Halls Creek Airport is a regional airport in Western Australia's Kimberley region. It is located in Halls Creek, which is approximately 2524 km from Perth, Western Australia.

==Airlines and destinations==

| Airlines | Destinations |
|---|---|
| Aviair | Balgo, Kununurra |
| Skippers Aviation | Broome, Fitzroy Crossing |

== History ==
Built in 1948, at the site of the new town of Halls Creek, which wasn't actually relocated to from the old down until the 1950s.

It began with 3 unsealed gravel runways, with the third closing in the 1980s or 1990s.

In 1997 the main runway 04/22 was sealed.

The second runway, 08/26 remains unsealed to this day.
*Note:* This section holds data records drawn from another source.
//! Scheduled jobs for periodic maintenance tasks.

use std::sync::Arc;
use std::time::Duration;

use chrono::Utc;
use pollhub_common::AppResult;
use tokio::task::JoinHandle;
use tokio::time::{MissedTickBehavior, interval};

use crate::services::LifecycleService;

/// Scheduler configuration.
#[derive(Debug, Clone)]
pub struct SchedulerConfig {
    /// Interval for the room poll expiry sweep (default: 15 seconds).
    pub expiry_sweep_interval: Duration,
}

impl Default for SchedulerConfig {
    fn default() -> Self {
        Self {
            expiry_sweep_interval: Duration::from_secs(15),
        }
    }
}

/// Job executor trait for scheduled jobs.
#[async_trait::async_trait]
pub trait JobExecutor: Send + Sync {
    /// Close room polls whose duration has elapsed. Returns how many were closed.
    async fn close_expired_polls(&self) -> AppResult<u64>;
}

#[async_trait::async_trait]
impl JobExecutor for LifecycleService {
    async fn close_expired_polls(&self) -> AppResult<u64> {
        self.sweep(Utc::now()).await
    }
}

/// Run the scheduler with the given configuration and executor.
///
/// The returned handle aborts the sweep when the server shuts down.
pub fn run_scheduler<E: JobExecutor + 'static>(
    config: SchedulerConfig,
    executor: Arc<E>,
) -> JoinHandle<()> {
    let sweep_interval = config.expiry_sweep_interval;

    tokio::spawn(async move {
        let mut interval = interval(sweep_interval);
        interval.set_missed_tick_behavior(MissedTickBehavior::Delay);
        loop {
            interval.tick().await;
            match executor.close_expired_polls().await {
                Ok(count) => {
                    if count > 0 {
                        tracing::info!(count, "Closed expired room polls");
                    }
                }
                Err(e) => {
                    tracing::error!(error = %e, "Failed to close expired room polls");
                }
            }
        }
    })
}

#[cfg(test)]
#[allow(clippy::unwrap_used)]
mod tests {
    use super::*;
    use pollhub_common::AppError;
    use std::sync::atomic::{AtomicU64, Ordering};

    #[derive(Default)]
    struct CountingExecutor {
        runs: AtomicU64,
    }

    #[async_trait::async_trait]
    impl JobExecutor for CountingExecutor {
        async fn close_expired_polls(&self) -> AppResult<u64> {
            let run = self.runs.fetch_add(1, Ordering::SeqCst);
            if run == 1 {
                return Err(AppError::Database("connection reset".to_string()));
            }
            Ok(run)
        }
    }

    #[test]
    fn test_scheduler_config_default() {
        let config = SchedulerConfig::default();
        assert_eq!(config.expiry_sweep_interval, Duration::from_secs(15));
    }

    #[tokio::test(start_paused = true)]
    async fn test_scheduler_keeps_running_after_errors() {
        let executor = Arc::new(CountingExecutor::default());
        let handle = run_scheduler(
            SchedulerConfig {
                expiry_sweep_interval: Duration::from_secs(10),
            },
            Arc::clone(&executor),
        );

        // First tick fires immediately, then every 10s
        tokio::time::sleep(Duration::from_secs(25)).await;
        handle.abort();

        assert_eq!(executor.runs.load(Ordering::SeqCst), 3);
    }
}
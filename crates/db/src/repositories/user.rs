//! User repository.

use std::sync::Arc;

use crate::entities::{User, user};
use pollhub_common::{AppError, AppResult};
use sea_orm::{ColumnTrait, DatabaseConnection, EntityTrait, QueryFilter};

/// User repository for database operations.
#[derive(Clone)]
pub struct UserRepository {
    db: Arc<DatabaseConnection>,
}

impl UserRepository {
    /// Create a new user repository.
    #[must_use]
    pub const fn new(db: Arc<DatabaseConnection>) -> Self {
        Self { db }
    }

    /// Find a user by ID.
    pub async fn find_by_id(&self, id: &str) -> AppResult<Option<user::Model>> {
        User::find_by_id(id)
            .one(self.db.as_ref())
            .await
            .map_err(|e| AppError::Database(e.to_string()))
    }

    /// Find a user by access token.
    pub async fn find_by_token(&self, token: &str) -> AppResult<Option<user::Model>> {
        User::find()
            .filter(user::Column::Token.eq(token))
            .one(self.db.as_ref())
            .await
            .map_err(|e| AppError::Database(e.to_string()))
    }

    /// Find several users at once (for creator names in listings).
    pub async fn find_by_ids(&self, ids: &[String]) -> AppResult<Vec<user::Model>> {
        if ids.is_empty() {
            return Ok(vec![]);
        }

        User::find()
            .filter(user::Column::Id.is_in(ids.iter().cloned()))
            .all(self.db.as_ref())
            .await
            .map_err(|e| AppError::Database(e.to_string()))
    }
}
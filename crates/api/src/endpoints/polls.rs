//! Global poll endpoints.

use axum::{
    Json, Router,
    extract::{Path, State},
    response::IntoResponse,
    routing::{get, post},
};
use pollhub_common::AppResult;
use pollhub_core::{CreateGlobalPollInput, PollView, VoteScope};

use super::{VoteRequest, rooms::VoteResponse};
use crate::{
    extractors::AuthUser,
    middleware::AppState,
    response::{self, ApiResponse},
};

async fn create(
    AuthUser(identity): AuthUser,
    State(state): State<AppState>,
    Json(input): Json<CreateGlobalPollInput>,
) -> AppResult<ApiResponse<PollView>> {
    let poll = state
        .poll_service
        .create_global_poll(&identity, input)
        .await?;
    Ok(ApiResponse::created(poll))
}

async fn active(
    AuthUser(identity): AuthUser,
    State(state): State<AppState>,
) -> AppResult<ApiResponse<Vec<PollView>>> {
    Ok(ApiResponse::ok(
        state.poll_service.list_active(&identity).await?,
    ))
}

async fn mine(
    AuthUser(identity): AuthUser,
    State(state): State<AppState>,
) -> AppResult<ApiResponse<Vec<PollView>>> {
    Ok(ApiResponse::ok(state.poll_service.list_mine(&identity).await?))
}

async fn finished(
    AuthUser(identity): AuthUser,
    State(state): State<AppState>,
) -> AppResult<ApiResponse<Vec<PollView>>> {
    Ok(ApiResponse::ok(
        state.poll_service.list_finished(&identity).await?,
    ))
}

async fn show(
    AuthUser(identity): AuthUser,
    State(state): State<AppState>,
    Path(poll_id): Path<String>,
) -> AppResult<ApiResponse<PollView>> {
    Ok(ApiResponse::ok(
        state.poll_service.get_poll(&identity, &poll_id).await?,
    ))
}

async fn results(
    AuthUser(identity): AuthUser,
    State(state): State<AppState>,
    Path(poll_id): Path<String>,
) -> AppResult<ApiResponse<PollView>> {
    Ok(ApiResponse::ok(
        state.poll_service.results(&identity, &poll_id).await?,
    ))
}

async fn vote(
    AuthUser(identity): AuthUser,
    State(state): State<AppState>,
    Path(poll_id): Path<String>,
    Json(req): Json<VoteRequest>,
) -> AppResult<ApiResponse<VoteResponse>> {
    let option = req.option()?;
    let recorded = state
        .vote_service
        .record_vote(&identity, &poll_id, option, VoteScope::Global)
        .await?;
    Ok(ApiResponse::ok(recorded.into()))
}

async fn delete(
    AuthUser(identity): AuthUser,
    State(state): State<AppState>,
    Path(poll_id): Path<String>,
) -> AppResult<impl IntoResponse> {
    state.poll_service.delete_poll(&identity, &poll_id).await?;
    Ok(response::ok())
}

pub fn router() -> Router<AppState> {
    Router::new()
        .route("/", post(create))
        .route("/active", get(active))
        .route("/mine", get(mine))
        .route("/finished", get(finished))
        .route("/{poll_id}", get(show).delete(delete))
        .route("/{poll_id}/results", get(results))
        .route("/{poll_id}/vote", post(vote))
}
During the 1970s a radio tower was present north of the airport beside the fuel facility. This was later removed and an NDB (Non-Directiona Beacon) was built to the northwest of the airport.

In 2010, a new NDB was built to the east of the main runway 04/22 which is still there today.

In 2015 a weather station was built at the airport, operated by the BOM (Bureau of Meteorology) as well as a wind profiler to the north of the unsealed runway.